## TASK DETAILS
When a line below contains the word "match", copy that line.

(Stored data entries)
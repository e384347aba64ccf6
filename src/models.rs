use chrono::{DateTime, Utc};
use serde::{Deserialize, Serialize};
use ts_rs::TS;
use url::form_urlencoded;
use uuid::Uuid;

use crate::{error::SessionError, role::Role};

// --- Core Schemas ---

/// Principal
///
/// The signed-in actor. This is the exact shape persisted in the durable
/// session record and handed to the renderer for the user menu.
#[derive(Debug, Clone, PartialEq, Eq, Serialize, Deserialize, TS)]
#[ts(export)]
pub struct Principal {
    pub id: Uuid,
    // Display name shown in the sidebar header and toasts.
    pub name: String,
    pub email: String,
    // Avatar image URL.
    pub avatar: String,
    // Never `Role::Guest`; the session store rejects records that carry it.
    pub role: Role,
}

impl Principal {
    /// Builds a principal with a fresh identifier and a generated avatar.
    pub fn new(name: impl Into<String>, email: impl Into<String>, role: Role) -> Self {
        let name = name.into();
        Self {
            id: Uuid::new_v4(),
            avatar: avatar_url(&name),
            name,
            email: email.into(),
            role,
        }
    }

    /// Two-letter initials for avatar fallbacks ("Jane User" -> "JU").
    pub fn initials(&self) -> String {
        self.name
            .split_whitespace()
            .filter_map(|part| part.chars().next())
            .flat_map(char::to_uppercase)
            .take(2)
            .collect()
    }
}

/// avatar_url
///
/// Placeholder avatar service URL, with the name form-encoded ("Jane User" -> "Jane+User").
pub fn avatar_url(name: &str) -> String {
    let encoded: String = form_urlencoded::byte_serialize(name.as_bytes()).collect();
    format!("https://ui-avatars.com/api/?name={}&background=random", encoded)
}

// --- Request Payloads (Input Schemas) ---

/// LoginRequest
///
/// Input payload of the login form.
#[derive(Debug, Clone, Serialize, Deserialize, TS)]
#[ts(export)]
pub struct LoginRequest {
    pub email: String,
    pub password: String,
}

/// SignupRequest
///
/// Input payload of the signup form. The password is checked for length and
/// kept in the in-memory directory only; it never reaches the session record.
#[derive(Debug, Clone, Serialize, Deserialize, TS)]
#[ts(export)]
pub struct SignupRequest {
    pub name: String,
    pub email: String,
    pub password: String,
}

// --- Persisted Record ---

/// Current layout version written by the session store.
pub const SESSION_RECORD_VERSION: u32 = 1;

/// PersistedSession
///
/// The durable record stored under the session key. Version 0 is the legacy
/// layout (a bare principal object) and is only ever read, never written.
#[derive(Debug, Clone, Serialize, Deserialize)]
pub struct PersistedSession {
    pub version: u32,
    pub principal: Principal,
    #[serde(default, skip_serializing_if = "Option::is_none")]
    pub saved_at: Option<DateTime<Utc>>,
}

impl PersistedSession {
    pub fn current(principal: Principal) -> Self {
        Self {
            version: SESSION_RECORD_VERSION,
            principal,
            saved_at: Some(Utc::now()),
        }
    }
}

/// LegacyPrincipal
///
/// The bare principal object written before records were versioned. Its id is
/// a short numeric string (`"2"`) or a number rather than a UUID, and the
/// avatar may be absent.
#[derive(Debug, Clone, Deserialize)]
pub struct LegacyPrincipal {
    pub id: LegacyId,
    pub name: String,
    pub email: String,
    #[serde(default)]
    pub avatar: Option<String>,
    pub role: Role,
}

#[derive(Debug, Clone, Deserialize)]
#[serde(untagged)]
pub enum LegacyId {
    Number(u64),
    Text(String),
}

impl LegacyId {
    /// UUID text is kept as is; numeric ids map onto `Uuid::from_u128`, the
    /// same scheme the seeded demo accounts use.
    pub fn to_uuid(&self) -> Result<Uuid, SessionError> {
        match self {
            LegacyId::Number(n) => Ok(Uuid::from_u128(u128::from(*n))),
            LegacyId::Text(text) => {
                let text = text.trim();
                Uuid::parse_str(text)
                    .ok()
                    .or_else(|| text.parse::<u128>().ok().map(Uuid::from_u128))
                    .ok_or_else(|| SessionError::Corrupt(format!("unrecognized legacy id {:?}", text)))
            }
        }
    }
}

impl TryFrom<LegacyPrincipal> for Principal {
    type Error = SessionError;

    fn try_from(legacy: LegacyPrincipal) -> Result<Self, Self::Error> {
        let id = legacy.id.to_uuid()?;
        let avatar = match legacy.avatar {
            Some(avatar) if !avatar.is_empty() => avatar,
            _ => avatar_url(&legacy.name),
        };
        Ok(Self {
            id,
            name: legacy.name,
            email: legacy.email,
            avatar,
            role: legacy.role,
        })
    }
}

## EXERCISE SOLUTION
        match self {
        let avatar = match legacy.avatar {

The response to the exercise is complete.